Nach Amoklauf in München: Die Einzeltäter sind Teil einer "Jungenkrise"
Amokläufer sind in der Regel Einzeltäter. Aber sie gehören zu einem größeren Problem. Wir müssen uns um Jungen kümmern - und brauchen ein anderes Männerbild. Ein Gastkommentar.
Amok in München, nicht sehr weit von uns. Das ist schrecklich, gewiss. Andererseits ist es auch nicht sehr überraschend. Man konnte gewissermaßen auf eine solche Tat warten: Erfurt, Nickle Mines, Emsdetten, Tuusula und Kauhajoki. Winnenden oder Newtown, Oslo und jetzt München – das sind Beispiele von Amokläufen der vergangenen fünfzehn Jahre – und es sind längst nicht alle.
Die Konstellation ist dabei immer die gleiche: Es sind junge Männer mit Problemen, häufig in therapeutischer Behandlung, sozial schlecht integriert, einsam, mit dem PC als bestem Freund, Gewaltspiele und -fantasien, miese Schulkarriere, schlechte Chancen auf dem Ausbildungsmarkt, dementsprechend viel Frust und Aggressionspotential.

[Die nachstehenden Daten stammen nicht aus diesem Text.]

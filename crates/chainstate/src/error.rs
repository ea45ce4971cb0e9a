use std::fmt;

use headerd_consensus::{hash256_to_hex, Hash256};
use headerd_storage::StoreError;

/// Coarse error classes; transports map these onto status codes.
#[derive(Clone, Copy, Debug, PartialEq, Eq)]
pub enum ErrorKind {
    Malformed,
    NotFound,
    Conflict,
    Unauthorized,
    InvalidHeader,
    Storage,
}

impl ErrorKind {
    pub fn http_status(self) -> u16 {
        match self {
            ErrorKind::Malformed => 400,
            ErrorKind::Unauthorized => 401,
            ErrorKind::NotFound => 404,
            ErrorKind::Conflict => 409,
            ErrorKind::InvalidHeader | ErrorKind::Storage => 500,
        }
    }
}

#[derive(Debug, Clone, PartialEq, Eq)]
pub enum ChainError {
    HeaderNotFound(String),
    AncestorNotFound { from: Hash256, ancestor: Hash256 },
    NoCommonAncestor,
    MerkleRootNotFound(String),
    MerkleRootNotInLongestChain(String),
    InvalidBatchSize(i64),
    EmptyMerkleRootList,
    EmptyHashList,
    InvalidHash(String),
    InvalidHeader {
        index: usize,
        hash: Hash256,
        reason: String,
    },
    Storage(StoreError),
}

impl ChainError {
    pub fn code(&self) -> &'static str {
        match self {
            ChainError::HeaderNotFound(_) => "ErrHeaderNotFound",
            ChainError::AncestorNotFound { .. } => "ErrAncestorNotFound",
            ChainError::NoCommonAncestor => "ErrCommonAncestorNotFound",
            ChainError::MerkleRootNotFound(_) => "ErrMerkleRootNotFound",
            ChainError::MerkleRootNotInLongestChain(_) => "ErrMerkleRootNotInLongestChain",
            ChainError::InvalidBatchSize(_) => "ErrInvalidBatchSize",
            ChainError::EmptyMerkleRootList => "ErrEmptyMerkleRootList",
            ChainError::EmptyHashList => "ErrEmptyHashList",
            ChainError::InvalidHash(_) => "ErrInvalidHash",
            ChainError::InvalidHeader { .. } => "ErrInvalidHeader",
            ChainError::Storage(_) => "ErrStorage",
        }
    }

    pub fn kind(&self) -> ErrorKind {
        match self {
            ChainError::InvalidBatchSize(_)
            | ChainError::EmptyMerkleRootList
            | ChainError::EmptyHashList
            | ChainError::InvalidHash(_) => ErrorKind::Malformed,
            ChainError::HeaderNotFound(_)
            | ChainError::AncestorNotFound { .. }
            | ChainError::NoCommonAncestor
            | ChainError::MerkleRootNotFound(_) => ErrorKind::NotFound,
            ChainError::MerkleRootNotInLongestChain(_) => ErrorKind::Conflict,
            ChainError::InvalidHeader { .. } => ErrorKind::InvalidHeader,
            ChainError::Storage(_) => ErrorKind::Storage,
        }
    }

    pub fn header_not_found(hash: &Hash256) -> Self {
        ChainError::HeaderNotFound(hash256_to_hex(hash))
    }
}

impl fmt::Display for ChainError {
    fn fmt(&self, f: &mut fmt::Formatter<'_>) -> fmt::Result {
        match self {
            ChainError::HeaderNotFound(what) => write!(f, "header {what} not found"),
            ChainError::AncestorNotFound { from, ancestor } => write!(
                f,
                "{} is not an ancestor of {}",
                hash256_to_hex(ancestor),
                hash256_to_hex(from)
            ),
            ChainError::NoCommonAncestor => write!(f, "headers share no common ancestor"),
            ChainError::MerkleRootNotFound(root) => write!(f, "merkle root {root} not found"),
            ChainError::MerkleRootNotInLongestChain(root) => {
                write!(f, "merkle root {root} is not in the longest chain")
            }
            ChainError::InvalidBatchSize(size) => {
                write!(f, "batch size must be a non-negative integer, got {size}")
            }
            ChainError::EmptyMerkleRootList => write!(f, "merkle root list is empty"),
            ChainError::EmptyHashList => write!(f, "hash list is empty"),
            ChainError::InvalidHash(raw) => write!(f, "invalid hash '{raw}'"),
            ChainError::InvalidHeader {
                index,
                hash,
                reason,
            } => write!(
                f,
                "invalid header {} at batch index {index}: {reason}",
                hash256_to_hex(hash)
            ),
            ChainError::Storage(err) => write!(f, "storage failure: {err}"),
        }
    }
}

impl std::error::Error for ChainError {}

impl From<StoreError> for ChainError {
    fn from(err: StoreError) -> Self {
        ChainError::Storage(err)
    }
}
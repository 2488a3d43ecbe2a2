//! Site-mode vocabulary and the persisted row layout.
//!
//! One row per mode in the site-mode settings table; the coming-soon bundle
//! is stored as a JSON blob in its own column. Rows are partial by design,
//! the resolver in `vendiva-site` fills the gaps from compiled-in defaults.

use serde::{Deserialize, Serialize};
use serde_with::skip_serializing_none;

use crate::text::TextValue;
use crate::types::{Timestamp, deserialize_timestamp_iso_opt, serialize_timestamp_iso_opt};

/// Upper bound on stored social links per mode
pub const MAX_SOCIAL_LINKS: usize = 10;

/// Gradient stop count bounds; short lists are padded from the defaults
pub const MIN_GRADIENT_COLORS: usize = 2;
pub const MAX_GRADIENT_COLORS: usize = 5;

/// Fallback gradient stops, indigo to violet
pub const DEFAULT_GRADIENT_COLORS: [&str; 2] = ["#4f46e5", "#7c3aed"];

/// Overlay opacity (percent) used when none is configured
pub const DEFAULT_OVERLAY_OPACITY: u8 = 90;

/// Upper bound of the coming-soon countdown value
pub const MAX_COUNTDOWN_VALUE: u32 = 999_999;

// SiteMode //
//**********//

/// Site-wide visibility mode. Exactly one is active at any time.
#[derive(Clone, Copy, Debug, Default, PartialEq, Eq, Hash, Serialize, Deserialize)]
#[serde(rename_all = "snake_case")]
pub enum SiteMode {
	/// Normal operation, no gate page. Synthetic: never persisted.
	#[default]
	None,
	Maintenance,
	ComingSoon,
}

impl SiteMode {
	/// All modes in stable presentation order
	pub const ALL: [SiteMode; 3] = [SiteMode::None, SiteMode::Maintenance, SiteMode::ComingSoon];

	/// Modes with a backing row
	pub const PERSISTABLE: [SiteMode; 2] = [SiteMode::Maintenance, SiteMode::ComingSoon];

	pub fn as_str(self) -> &'static str {
		match self {
			SiteMode::None => "none",
			SiteMode::Maintenance => "maintenance",
			SiteMode::ComingSoon => "coming_soon",
		}
	}

	pub fn is_persistable(self) -> bool {
		!matches!(self, SiteMode::None)
	}
}

impl std::fmt::Display for SiteMode {
	fn fmt(&self, f: &mut std::fmt::Formatter<'_>) -> std::fmt::Result {
		f.write_str(self.as_str())
	}
}

// Social links //
//**************//

/// Closed set of recognized social platforms
#[derive(Clone, Copy, Debug, PartialEq, Eq, Hash, Serialize, Deserialize)]
#[serde(rename_all = "snake_case")]
pub enum SocialPlatform {
	Facebook,
	Instagram,
	Twitter,
	Youtube,
	Tiktok,
	Linkedin,
	Telegram,
	Whatsapp,
}

impl SocialPlatform {
	/// Case- and punctuation-insensitive alias lookup. `None` means the raw
	/// tag is unknown and the caller must drop the link.
	pub fn resolve(raw: &str) -> Option<Self> {
		let tag: String =
			raw.chars().filter(char::is_ascii_alphanumeric).map(|c| c.to_ascii_lowercase()).collect();
		match tag.as_str() {
			"facebook" | "fb" => Some(Self::Facebook),
			"instagram" | "ig" | "insta" => Some(Self::Instagram),
			"twitter" | "x" => Some(Self::Twitter),
			"youtube" | "yt" => Some(Self::Youtube),
			"tiktok" | "tt" => Some(Self::Tiktok),
			"linkedin" | "li" => Some(Self::Linkedin),
			"telegram" | "tg" => Some(Self::Telegram),
			"whatsapp" | "wa" => Some(Self::Whatsapp),
			_ => None,
		}
	}

	pub fn as_str(self) -> &'static str {
		match self {
			Self::Facebook => "facebook",
			Self::Instagram => "instagram",
			Self::Twitter => "twitter",
			Self::Youtube => "youtube",
			Self::Tiktok => "tiktok",
			Self::Linkedin => "linkedin",
			Self::Telegram => "telegram",
			Self::Whatsapp => "whatsapp",
		}
	}
}

/// A resolved social link
#[derive(Clone, Debug, PartialEq, Eq, Serialize, Deserialize)]
pub struct SocialLink {
	pub platform: SocialPlatform,
	pub url: Box<str>,
}

// Coming-soon settings //
//**********************//

/// How the coming-soon countdown renders
#[derive(Clone, Copy, Debug, Default, PartialEq, Eq, Serialize, Deserialize)]
#[serde(rename_all = "snake_case")]
pub enum CountdownStyle {
	#[default]
	Numeric,
	Date,
}

impl CountdownStyle {
	/// Lenient parse; unknown styles fall back to the default
	pub fn parse(raw: &str) -> Self {
		match raw.trim().to_ascii_lowercase().as_str() {
			"date" => CountdownStyle::Date,
			_ => CountdownStyle::Numeric,
		}
	}

	pub fn as_str(self) -> &'static str {
		match self {
			CountdownStyle::Numeric => "numeric",
			CountdownStyle::Date => "date",
		}
	}
}

/// Background treatment of the coming-soon page
#[derive(Clone, Copy, Debug, Default, PartialEq, Eq, Serialize, Deserialize)]
#[serde(rename_all = "snake_case")]
pub enum BackgroundMode {
	Image,
	#[default]
	Gradient,
}

impl BackgroundMode {
	/// Lenient parse; unknown modes fall back to the default
	pub fn parse(raw: &str) -> Self {
		match raw.trim().to_ascii_lowercase().as_str() {
			"image" => BackgroundMode::Image,
			_ => BackgroundMode::Gradient,
		}
	}

	pub fn as_str(self) -> &'static str {
		match self {
			BackgroundMode::Image => "image",
			BackgroundMode::Gradient => "gradient",
		}
	}
}

/// Countdown block of the coming-soon page
#[skip_serializing_none]
#[derive(Clone, Debug, Default, PartialEq, Serialize, Deserialize)]
#[serde(rename_all = "camelCase", default)]
pub struct CountdownSettings {
	pub is_enabled: bool,
	pub style: CountdownStyle,
	pub label: Option<Box<str>>,
	pub numeric_value: Option<u32>,
	#[serde(
		serialize_with = "serialize_timestamp_iso_opt",
		deserialize_with = "deserialize_timestamp_iso_opt"
	)]
	pub target_at: Option<Timestamp>,
}

/// Branding block of the coming-soon page
#[skip_serializing_none]
#[derive(Clone, Debug, PartialEq, Serialize, Deserialize)]
#[serde(rename_all = "camelCase", default)]
pub struct BrandingSettings {
	pub logo_url: Option<Box<str>>,
	pub background_mode: BackgroundMode,
	pub background_image_url: Option<Box<str>>,
	pub gradient_colors: Vec<Box<str>>,
}

impl Default for BrandingSettings {
	fn default() -> Self {
		Self {
			logo_url: None,
			background_mode: BackgroundMode::default(),
			background_image_url: None,
			gradient_colors: DEFAULT_GRADIENT_COLORS.iter().map(|c| (*c).into()).collect(),
		}
	}
}

/// Coming-soon settings, stored as a JSON blob in the mode row
#[skip_serializing_none]
#[derive(Clone, Debug, Default, PartialEq, Serialize, Deserialize)]
#[serde(rename_all = "camelCase", default)]
pub struct ComingSoonSettings {
	pub headline: Option<Box<str>>,
	pub subheadline: Option<Box<str>>,
	pub countdown: CountdownSettings,
	pub branding: BrandingSettings,
}

// SiteModeRow //
//*************//

/// One persisted row of the site-mode settings table. Every column except
/// the mode key is optional; absent columns resolve to defaults.
#[skip_serializing_none]
#[derive(Clone, Debug, Default, PartialEq, Serialize, Deserialize)]
#[serde(rename_all = "camelCase", default)]
pub struct SiteModeRow {
	pub mode: SiteMode,
	pub is_active: bool,
	pub seo_title: Option<TextValue>,
	pub seo_description: Option<TextValue>,
	pub seo_keywords: Option<TextValue>,
	pub og_title: Option<TextValue>,
	pub og_description: Option<TextValue>,
	pub og_image: Option<TextValue>,
	pub twitter_title: Option<TextValue>,
	pub twitter_description: Option<TextValue>,
	pub twitter_image: Option<TextValue>,
	pub background_image_url: Option<Box<str>>,
	pub background_overlay_opacity: Option<u8>,
	pub social_links: Option<Vec<SocialLink>>,
	pub mailchimp_enabled: Option<bool>,
	pub mailchimp_audience_id: Option<Box<str>>,
	pub mailchimp_server_prefix: Option<Box<str>>,
	pub coming_soon: Option<ComingSoonSettings>,
	#[serde(
		serialize_with = "serialize_timestamp_iso_opt",
		deserialize_with = "deserialize_timestamp_iso_opt"
	)]
	pub updated_at: Option<Timestamp>,
}

impl SiteModeRow {
	/// An empty row for the given mode
	pub fn new(mode: SiteMode) -> Self {
		Self { mode, ..Self::default() }
	}
}


// vim: ts=4
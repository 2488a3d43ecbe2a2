//! Program plan configuration rows: global app settings and phase levels.
//!
//! Both tables are owned by the commerce backend; this crate only mirrors
//! their shape. Rates are percentages, monetary amounts are integer cents.

use serde::{Deserialize, Serialize};
use serde_with::skip_serializing_none;

use crate::text::TextValue;

/// How many direct members fit under a node at one tree level
#[derive(Clone, Copy, Debug, Default, PartialEq, Eq, Serialize, Deserialize)]
#[serde(rename_all = "camelCase", default)]
pub struct LevelCapacity {
	pub level: u32,
	pub max_members: u32,
}

/// A configured currency and the countries it applies to
#[derive(Clone, Debug, Default, PartialEq, Eq, Serialize, Deserialize)]
#[serde(default)]
pub struct CurrencyInfo {
	pub code: Box<str>,
	pub countries: Box<[Box<str>]>,
}

/// Global application settings (singleton row)
#[skip_serializing_none]
#[derive(Clone, Debug, PartialEq, Serialize, Deserialize)]
#[serde(rename_all = "camelCase", default)]
pub struct AppSettings {
	pub ecommerce_commission_rate: f64,
	pub default_currency: Box<str>,
	pub currencies: Vec<CurrencyInfo>,
	pub level_capacities: Vec<LevelCapacity>,
}

impl Default for AppSettings {
	fn default() -> Self {
		Self {
			ecommerce_commission_rate: 0.0,
			default_currency: "USD".into(),
			currencies: Vec::new(),
			level_capacities: Vec::new(),
		}
	}
}

/// One row per program phase. Columns are nullable in the store; consumers
/// apply their own fallback chain for missing values.
#[skip_serializing_none]
#[derive(Clone, Debug, Default, PartialEq, Serialize, Deserialize)]
#[serde(rename_all = "camelCase", default)]
pub struct PhaseLevel {
	pub level: u32,
	pub name: Option<TextValue>,
	pub commission_rate: Option<f64>,
	pub group_gain_rate: Option<f64>,
	pub reward_credit_cents: Option<i64>,
	pub free_product_value_cents: Option<i64>,
}


// vim: ts=4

Psychische Störungen sind bei Jungen achtmal häufiger
Klar, das alles sind jeweils Einzeltäter. Aber als Einzeltäter sind sie die Spitze des Eisbergs, der „Jungenkrise“ heißt. In der Kriminalstatistik sind Jungen sechzig Mal öfter vertreten als Mädchen; psychische und psychosomatische Störungen sind bei Jungen achtmal häufiger; ihr Anteil in Förderschulen und Institutionen für Verhaltensauffälligkeiten beträgt zwei Drittel; dreimal so viele Jungen wie Mädchen sind heute Klienten von Erziehungsberatungsstellen; im Durchschnitt sind mittlerweile alle Schulleistungen von Jungen schlechter als die der Mädchen; Alkohol- und Drogenprobleme von Jungen nehmen dramatisch zu; die zweithäufigste Todesursache von männlichen Heranwachsenden ist der Suizid, wobei sich Jungen mindestens sechsmal häufiger selber umbringen als Mädchen im gleichen Alter.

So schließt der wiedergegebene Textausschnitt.